= WHAT TO DO =
Please copy each line below that contains the string "VulkanResult".

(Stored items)
=== Begin Enclosure ===

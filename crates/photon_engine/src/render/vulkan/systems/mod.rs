//! Render systems
//!
//! Each system pairs one render stage + pipeline with the draw-call
//! recording specific to its pass. The fixed recording order within a frame
//! is shadow map, path tracing, rasterization, then the unconditional
//! output composite.

pub mod output;
pub mod path_tracing;
pub mod rasterization;
pub mod shadow_map;

pub use output::OutputSystem;
pub use path_tracing::PathTracingSystem;
pub use rasterization::RasterizationSystem;
pub use shadow_map::ShadowMappingSystem;

use ash::{vk, Device};
use bytemuck::{Pod, Zeroable};

use crate::config::RendererConfig;
use crate::render::vulkan::buffer::GpuBuffer;
use crate::render::vulkan::context::{VulkanContext, VulkanResult};
use crate::render::vulkan::descriptor::DescriptorGroup;
use crate::render::vulkan::pipeline::Pipeline;
use crate::render::vulkan::resources::Resources;
use crate::render::vulkan::shader::ShaderSet;

/// The four render systems in one bundle
pub struct RenderSystems {
    /// Shadow-map depth pass
    pub shadow_mapping: ShadowMappingSystem,
    /// Forward rasterization pass
    pub rasterization: RasterizationSystem,
    /// Path-tracing accumulation pass
    pub path_tracing: PathTracingSystem,
    /// Swapchain composite pass
    pub output: OutputSystem,
}

impl RenderSystems {
    /// Build all four systems
    pub fn new(
        context: &VulkanContext,
        resources: &Resources,
        shaders: &ShaderSet,
        config: &RendererConfig,
    ) -> VulkanResult<Self> {
        Ok(Self {
            shadow_mapping: ShadowMappingSystem::new(context, resources, shaders)?,
            rasterization: RasterizationSystem::new(context, resources, shaders, config)?,
            path_tracing: PathTracingSystem::new(context, resources, shaders)?,
            output: OutputSystem::new(context, resources, shaders, config)?,
        })
    }
}

/// Vertex of the full-screen quad used by the output and path-tracing passes
#[repr(C)]
#[derive(Debug, Clone, Copy, Pod, Zeroable)]
pub struct QuadVertex {
    /// Clip-space position
    pub position: [f32; 2],
    /// Texture coordinate
    pub uv: [f32; 2],
}

/// Full-screen quad corners, front-facing under counter-clockwise winding
pub const QUAD_VERTICES: [QuadVertex; 4] = [
    QuadVertex { position: [-1.0, -1.0], uv: [0.0, 0.0] },
    QuadVertex { position: [1.0, -1.0], uv: [1.0, 0.0] },
    QuadVertex { position: [1.0, 1.0], uv: [1.0, 1.0] },
    QuadVertex { position: [-1.0, 1.0], uv: [0.0, 1.0] },
];

/// Index list drawing the quad as two triangles
pub const QUAD_INDICES: [u32; 6] = [0, 1, 2, 2, 3, 0];

/// Private full-screen-quad geometry owned by a render system
pub struct QuadGeometry {
    vertex_buffer: GpuBuffer,
    index_buffer: GpuBuffer,
}

impl QuadGeometry {
    /// Create and upload the quad's vertex and index buffers
    pub fn new(context: &VulkanContext, resources: &Resources) -> VulkanResult<Self> {
        let vertex_bytes: &[u8] = bytemuck::cast_slice(&QUAD_VERTICES);
        let index_bytes: &[u8] = bytemuck::cast_slice(&QUAD_INDICES);

        let vertex_buffer = GpuBuffer::new(
            context.raw_device(),
            context.memory_properties(),
            vertex_bytes.len() as u64,
            vk::BufferUsageFlags::VERTEX_BUFFER | vk::BufferUsageFlags::TRANSFER_DST,
            vk::MemoryPropertyFlags::DEVICE_LOCAL,
        )?;
        let index_buffer = GpuBuffer::new(
            context.raw_device(),
            context.memory_properties(),
            index_bytes.len() as u64,
            vk::BufferUsageFlags::INDEX_BUFFER | vk::BufferUsageFlags::TRANSFER_DST,
            vk::MemoryPropertyFlags::DEVICE_LOCAL,
        )?;

        resources.staged_upload(&vertex_buffer, vertex_bytes)?;
        resources.staged_upload(&index_buffer, index_bytes)?;

        Ok(Self {
            vertex_buffer,
            index_buffer,
        })
    }

    /// Vertex buffer handle
    pub fn vertex_buffer(&self) -> vk::Buffer {
        self.vertex_buffer.handle()
    }

    /// Index buffer handle
    pub fn index_buffer(&self) -> vk::Buffer {
        self.index_buffer.handle()
    }

    /// Number of indices to draw
    pub fn index_count(&self) -> u32 {
        QUAD_INDICES.len() as u32
    }
}

/// Vertex input layout of the quad passes
pub fn quad_vertex_layout() -> (
    Vec<vk::VertexInputBindingDescription>,
    Vec<vk::VertexInputAttributeDescription>,
) {
    let bindings = vec![vk::VertexInputBindingDescription {
        binding: 0,
        stride: std::mem::size_of::<QuadVertex>() as u32,
        input_rate: vk::VertexInputRate::VERTEX,
    }];
    let attributes = vec![
        vk::VertexInputAttributeDescription {
            location: 0,
            binding: 0,
            format: vk::Format::R32G32_SFLOAT,
            offset: 0,
        },
        vk::VertexInputAttributeDescription {
            location: 1,
            binding: 0,
            format: vk::Format::R32G32_SFLOAT,
            offset: 8,
        },
    ];
    (bindings, attributes)
}

/// Vertex input layout of the geometry passes: separate position, normal,
/// and material-id streams
pub fn geometry_vertex_layout() -> (
    Vec<vk::VertexInputBindingDescription>,
    Vec<vk::VertexInputAttributeDescription>,
) {
    let bindings = vec![
        vk::VertexInputBindingDescription {
            binding: 0,
            stride: std::mem::size_of::<[f32; 3]>() as u32,
            input_rate: vk::VertexInputRate::VERTEX,
        },
        vk::VertexInputBindingDescription {
            binding: 1,
            stride: std::mem::size_of::<[f32; 3]>() as u32,
            input_rate: vk::VertexInputRate::VERTEX,
        },
        vk::VertexInputBindingDescription {
            binding: 2,
            stride: std::mem::size_of::<u32>() as u32,
            input_rate: vk::VertexInputRate::VERTEX,
        },
    ];
    let attributes = vec![
        vk::VertexInputAttributeDescription {
            location: 0,
            binding: 0,
            format: vk::Format::R32G32B32_SFLOAT,
            offset: 0,
        },
        vk::VertexInputAttributeDescription {
            location: 1,
            binding: 1,
            format: vk::Format::R32G32B32_SFLOAT,
            offset: 0,
        },
        vk::VertexInputAttributeDescription {
            location: 2,
            binding: 2,
            format: vk::Format::R32_UINT,
            offset: 0,
        },
    ];
    (bindings, attributes)
}

/// Set the three dynamic states every pipeline leaves to draw time
pub fn cmd_set_dynamic_state(device: &Device, command_buffer: vk::CommandBuffer, extent: vk::Extent2D) {
    let viewport = vk::Viewport {
        x: 0.0,
        y: 0.0,
        width: extent.width as f32,
        height: extent.height as f32,
        min_depth: 0.0,
        max_depth: 1.0,
    };
    let scissor = vk::Rect2D {
        offset: vk::Offset2D { x: 0, y: 0 },
        extent,
    };
    unsafe {
        device.cmd_set_viewport(command_buffer, 0, &[viewport]);
        device.cmd_set_scissor(command_buffer, 0, &[scissor]);
        device.cmd_set_line_width(command_buffer, 1.0);
    }
}

/// Bind each descriptor group's set for this frame at its declared index,
/// picking the shared or frame-indexed set per group
pub fn cmd_bind_groups(
    device: &Device,
    command_buffer: vk::CommandBuffer,
    pipeline: &Pipeline,
    groups: &[&DescriptorGroup],
    frame_index: usize,
) {
    for group in groups {
        unsafe {
            device.cmd_bind_descriptor_sets(
                command_buffer,
                pipeline.bind_point(),
                pipeline.layout(),
                group.set_index(),
                &[group.set_for_frame(frame_index)],
                &[],
            );
        }
    }
}

#[cfg(test)]
mod tests {
    use super::*;

    #[test]
    fn quad_is_two_whole_triangles() {
        assert_eq!(QUAD_INDICES.len(), 6);
        assert!(QUAD_INDICES.iter().all(|&i| (i as usize) < QUAD_VERTICES.len()));
    }

    #[test]
    fn quad_vertex_matches_shader_stride() {
        assert_eq!(std::mem::size_of::<QuadVertex>(), 16);
        let (bindings, attributes) = quad_vertex_layout();
        assert_eq!(bindings[0].stride, 16);
        assert_eq!(attributes.len(), 2);
    }

    #[test]
    fn geometry_streams_are_separate_bindings() {
        let (bindings, attributes) = geometry_vertex_layout();
        assert_eq!(bindings.len(), 3);
        assert_eq!(attributes.len(), 3);
        // Every attribute reads its own stream from offset zero
        assert!(attributes.iter().all(|a| a.offset == 0));
        assert!(attributes.iter().enumerate().all(|(i, a)| a.binding == i as u32));
    }
}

=== End Enclosure ===

= ANSWER SECTION =
use crate::render::vulkan::context::{VulkanContext, VulkanResult};
    ) -> VulkanResult<Self> {
    pub fn new(context: &VulkanContext, resources: &Resources) -> VulkanResult<Self> {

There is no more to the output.